▶ Entries shown
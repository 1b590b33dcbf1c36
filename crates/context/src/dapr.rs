//! HTTP client for the Dapr sidecar. The sidecar owns the actual state,
//! pub/sub and binding I/O; this client only speaks its local HTTP API and
//! never retries.

use async_trait::async_trait;
use serde::Serialize;
use serde_json::Value;

use crate::SidecarError;

pub const DEFAULT_DAPR_HOST: &str = "127.0.0.1";
pub const DEFAULT_DAPR_PORT: u16 = 3500;

/// Capability surface of the sidecar collaborator. A trait so tests can
/// inject a recording fake instead of a live sidecar.
#[async_trait]
pub trait Sidecar: Send + Sync {
    async fn save_state(&self, store: &str, pairs: Vec<StatePair>) -> Result<(), SidecarError>;
    async fn get_state(&self, store: &str, key: &str) -> Result<Option<Value>, SidecarError>;
    async fn delete_state(&self, store: &str, key: &str) -> Result<(), SidecarError>;
    async fn publish(&self, pubsub: &str, topic: &str, payload: &Value)
        -> Result<(), SidecarError>;
    async fn invoke_binding(
        &self,
        name: &str,
        operation: &str,
        payload: &Value,
    ) -> Result<(), SidecarError>;
}

#[derive(Debug, Clone, Serialize)]
pub struct StatePair {
    pub key: String,
    pub value: Value,
}

pub struct DaprClient {
    client: reqwest::Client,
    base_url: String,
}

impl DaprClient {
    /// Connect to the sidecar on its fixed local address. The port comes
    /// from `DAPR_HTTP_PORT`, defaulting to 3500.
    pub fn from_env() -> Self {
        let port = std::env::var("DAPR_HTTP_PORT")
            .ok()
            .and_then(|value| value.parse::<u16>().ok())
            .unwrap_or(DEFAULT_DAPR_PORT);
        Self::new(DEFAULT_DAPR_HOST, port)
    }

    pub fn new(host: &str, port: u16) -> Self {
        Self {
            client: reqwest::Client::new(),
            base_url: format!("http://{host}:{port}/v1.0"),
        }
    }

    fn check_status(response: &reqwest::Response) -> Result<(), SidecarError> {
        let status = response.status();
        if status.is_success() {
            Ok(())
        } else {
            Err(SidecarError::Status {
                code: status.as_u16(),
            })
        }
    }
}

#[async_trait]
impl Sidecar for DaprClient {
    async fn save_state(&self, store: &str, pairs: Vec<StatePair>) -> Result<(), SidecarError> {
        let response = self
            .client
            .post(format!("{}/state/{store}", self.base_url))
            .json(&pairs)
            .send()
            .await?;
        Self::check_status(&response)
    }

    async fn get_state(&self, store: &str, key: &str) -> Result<Option<Value>, SidecarError> {
        let response = self
            .client
            .get(format!("{}/state/{store}/{key}", self.base_url))
            .send()
            .await?;
        if response.status().as_u16() == 204 {
            return Ok(None);
        }
        Self::check_status(&response)?;
        let body = response.bytes().await?;
        if body.is_empty() {
            return Ok(None);
        }
        // Dapr returns the raw stored document; fall back to a JSON string
        // for non-JSON payloads.
        match serde_json::from_slice(&body) {
            Ok(value) => Ok(Some(value)),
            Err(_) => Ok(Some(Value::String(
                String::from_utf8_lossy(&body).into_owned(),
            ))),
        }
    }

    async fn delete_state(&self, store: &str, key: &str) -> Result<(), SidecarError> {
        let response = self
            .client
            .delete(format!("{}/state/{store}/{key}", self.base_url))
            .send()
            .await?;
        Self::check_status(&response)
    }

    async fn publish(
        &self,
        pubsub: &str,
        topic: &str,
        payload: &Value,
    ) -> Result<(), SidecarError> {
        let response = self
            .client
            .post(format!("{}/publish/{pubsub}/{topic}", self.base_url))
            .json(payload)
            .send()
            .await?;
        Self::check_status(&response)
    }

    async fn invoke_binding(
        &self,
        name: &str,
        operation: &str,
        payload: &Value,
    ) -> Result<(), SidecarError> {
        let response = self
            .client
            .post(format!("{}/bindings/{name}", self.base_url))
            .json(&serde_json::json!({ "operation": operation, "data": payload }))
            .send()
            .await?;
        Self::check_status(&response)
    }
}
use std::path::PathBuf;
use std::process::ExitCode;
use std::sync::Arc;

use clap::Parser;
use config::{FunctionMode, RawConfig, SignatureConfig, SignatureType};
use context::{DaprClient, InvocationContext};
use engine::{call_shape, SignatureRouter};
use loader::{load, LoadSpec};
use tracing_subscriber::EnvFilter;

/// Serve a user-supplied function behind an HTTP endpoint.
#[derive(Debug, Parser)]
#[command(name = "fount", version)]
struct Args {
    /// Dot-separated path of the exported function to execute.
    #[arg(long)]
    target: String,

    /// Wire-invocation convention: http, cloudevent or openfunction.
    #[arg(long, default_value = "http")]
    source: String,

    /// openfunction sub-variant: subscribe or binding-receive.
    #[arg(long)]
    mode: Option<String>,

    /// Port to listen on.
    #[arg(long, default_value_t = 3000)]
    port: u16,

    /// Path of the topology configuration document.
    #[arg(long, default_value = "config.json")]
    config: PathBuf,

    /// File or directory containing the function module.
    #[arg(default_value = "./index.js")]
    code_location: PathBuf,
}

#[tokio::main]
async fn main() -> ExitCode {
    tracing_subscriber::fmt()
        .with_env_filter(EnvFilter::try_from_default_env().unwrap_or_else(|_| "info".into()))
        .init();

    let args = Args::parse();

    let Some(source) = SignatureType::parse(&args.source) else {
        tracing::error!("unknown signature type '{}'", args.source);
        return ExitCode::FAILURE;
    };
    let mode = match args.mode.as_deref() {
        None => None,
        Some(value) => match FunctionMode::parse(value) {
            Some(mode) => Some(mode),
            None => {
                tracing::error!("unknown function mode '{value}'");
                return ExitCode::FAILURE;
            }
        },
    };

    let mut raw = match RawConfig::load(&args.config) {
        Ok(raw) => raw,
        Err(err) => {
            tracing::error!("{err}");
            return ExitCode::FAILURE;
        }
    };
    raw.apply_env();

    let config = match SignatureConfig::validate(raw, source, mode) {
        Ok(config) => config,
        Err(errors) => {
            for err in &errors {
                tracing::error!("invalid configuration: {err}");
            }
            return ExitCode::FAILURE;
        }
    };

    let context = InvocationContext::new(Arc::new(DaprClient::from_env()), &config);

    let handle = match load(LoadSpec {
        code_location: args.code_location,
        target: args.target,
        shape: call_shape(source),
        context: Some(context.clone()),
    })
    .await
    {
        Ok(handle) => handle,
        Err(err) => {
            tracing::error!("{err}");
            return ExitCode::FAILURE;
        }
    };

    let router = Arc::new(SignatureRouter::new(config, handle, context));
    if let Err(err) = http::serve(router, args.port).await {
        tracing::error!("server error: {err}");
        return ExitCode::FAILURE;
    }
    ExitCode::SUCCESS
}

#[cfg(test)]
mod tests {
    use super::*;

    #[test]
    fn defaults_match_the_documented_surface() {
        let args = Args::parse_from(["fount", "--target", "handler"]);
        assert_eq!(args.source, "http");
        assert_eq!(args.port, 3000);
        assert_eq!(args.config, PathBuf::from("config.json"));
        assert_eq!(args.code_location, PathBuf::from("./index.js"));
    }

    #[test]
    fn mode_and_source_are_accepted() {
        let args = Args::parse_from([
            "fount",
            "--target",
            "handler",
            "--source",
            "openfunction",
            "--mode",
            "subscribe",
            "--port",
            "8080",
            "functions/",
        ]);
        assert_eq!(SignatureType::parse(&args.source), Some(SignatureType::OpenFunction));
        assert_eq!(
            args.mode.as_deref().and_then(FunctionMode::parse),
            Some(FunctionMode::Subscribe)
        );
        assert_eq!(args.code_location, PathBuf::from("functions/"));
    }
}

▶ To do
Could you repeat exactly the lines above from the line with "use crate::SidecarError;" up to and including the line with "Vec<StatePair>) -> Result<(), SidecarError>;", and only those?

▶ Your solution
use crate::SidecarError;

pub const DEFAULT_DAPR_HOST: &str = "127.0.0.1";
pub const DEFAULT_DAPR_PORT: u16 = 3500;

/// Capability surface of the sidecar collaborator. A trait so tests can
/// inject a recording fake instead of a live sidecar.
#[async_trait]
pub trait Sidecar: Send + Sync {
    async fn save_state(&self, store: &str, pairs: Vec<StatePair>) -> Result<(), SidecarError>;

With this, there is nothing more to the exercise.